Si en Ju Dou la tintorería es prácticamente en el único escenario en el que se desarrolla la acción, en La Linterna Roja el elemento claustrofóbico vuelve a cobrar un intenso sentido espacial en la figura de una fortaleza construida a modo de microcosmos viciado en el que se encierra a las mujeres protagonistas y se las convierte en prisioneras, aislándolas a cada una en una celda individual. El director visualiza estos entornos cerrados utilizando una perfecta geometría en la composición del interior del plano. La simetría formal que se genera unida a un juego de distancias focales nos presenta en ocasiones a los personajes enmarcados como si se encontraran recluidos en cajas, como si esas bellas mujeres fueran meros objetos decorativos en las diferentes estancias de una casa de muñecas inerte, vacía, sin vida. Tan sólo en los tejados del castillo las protagonistas se sentirán libres, aunque esa libertad se encuentre siempre asociada con la muerte. Una muerte que, junto a la locura, serán precisamente las dos únicas salidas que les queden a Ju Dou y Songlian para escapar de sus respectivas jaulas y por fin ser libres.
La siguiente obra de Yimou, Qiu Ju.

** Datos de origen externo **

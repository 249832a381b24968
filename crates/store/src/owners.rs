//! Which caller a session belongs to.

use recruitr_core::error::StoreError;
use recruitr_core::store::KvStore;
use std::sync::Arc;
use std::time::Duration;

fn owner_key(session_id: &str) -> String {
    format!("owner:{session_id}")
}

/// The identity of the first verified caller to use a session, stored
/// under `owner:{session_id}`. Unowned sessions stay open to anyone.
pub struct SessionOwners {
    kv: Arc<dyn KvStore>,
    ttl: Option<Duration>,
}

impl SessionOwners {
    pub fn new(kv: Arc<dyn KvStore>) -> Self {
        Self { kv, ttl: None }
    }

    /// Expire the record with the transcript. A zero duration disables expiry.
    pub fn with_ttl(mut self, ttl: Duration) -> Self {
        self.ttl = (!ttl.is_zero()).then_some(ttl);
        self
    }

    pub async fn get(&self, session_id: &str) -> Result<Option<String>, StoreError> {
        self.kv.get(&owner_key(session_id)).await
    }

    pub async fn claim(&self, session_id: &str, owner: &str) -> Result<(), StoreError> {
        self.kv.set(&owner_key(session_id), owner, self.ttl).await
    }

    pub async fn clear(&self, session_id: &str) -> Result<(), StoreError> {
        self.kv.delete(&owner_key(session_id)).await
    }
}

#[cfg(test)]
mod tests {
    use super::*;
    use crate::InMemoryKv;

    #[tokio::test]
    async fn claim_get_clear() {
        let kv = Arc::new(InMemoryKv::new());
        let owners = SessionOwners::new(kv.clone());
        assert!(owners.get("s1").await.unwrap().is_none());

        owners.claim("s1", "u-1").await.unwrap();
        assert_eq!(owners.get("s1").await.unwrap().as_deref(), Some("u-1"));
        assert_eq!(kv.get("owner:s1").await.unwrap().as_deref(), Some("u-1"));
        assert!(owners.get("s2").await.unwrap().is_none());

        owners.clear("s1").await.unwrap();
        assert!(owners.get("s1").await.unwrap().is_none());
    }

    #[tokio::test(start_paused = true)]
    async fn owner_expires_with_ttl() {
        let owners = SessionOwners::new(Arc::new(InMemoryKv::new())).with_ttl(Duration::from_secs(60));
        owners.claim("s1", "u-1").await.unwrap();
        tokio::time::advance(Duration::from_secs(61)).await;
        assert!(owners.get("s1").await.unwrap().is_none());
    }
}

Una Mujer China (Qiu Ju Da Guan Si, 1992), inaugura una nueva senda de trabajo dentro de la trayectoria del director, acercándolo a la realidad de su tiempo. A partir de ese momento comenzará a ensayar historias pequeñas con una fuerte carga de contenido social y humano, cimentadas sobre un elemento casi anecdótico y una finísima línea argumental.
El director hunde sus raíces en la esencialidad y ensaya una nueva fórmula a medio camino entre el documental y el neorrealismo. Su intención: representar con naturalidad las relaciones entre las personas y radiografiar modestas vidas contemporáneas.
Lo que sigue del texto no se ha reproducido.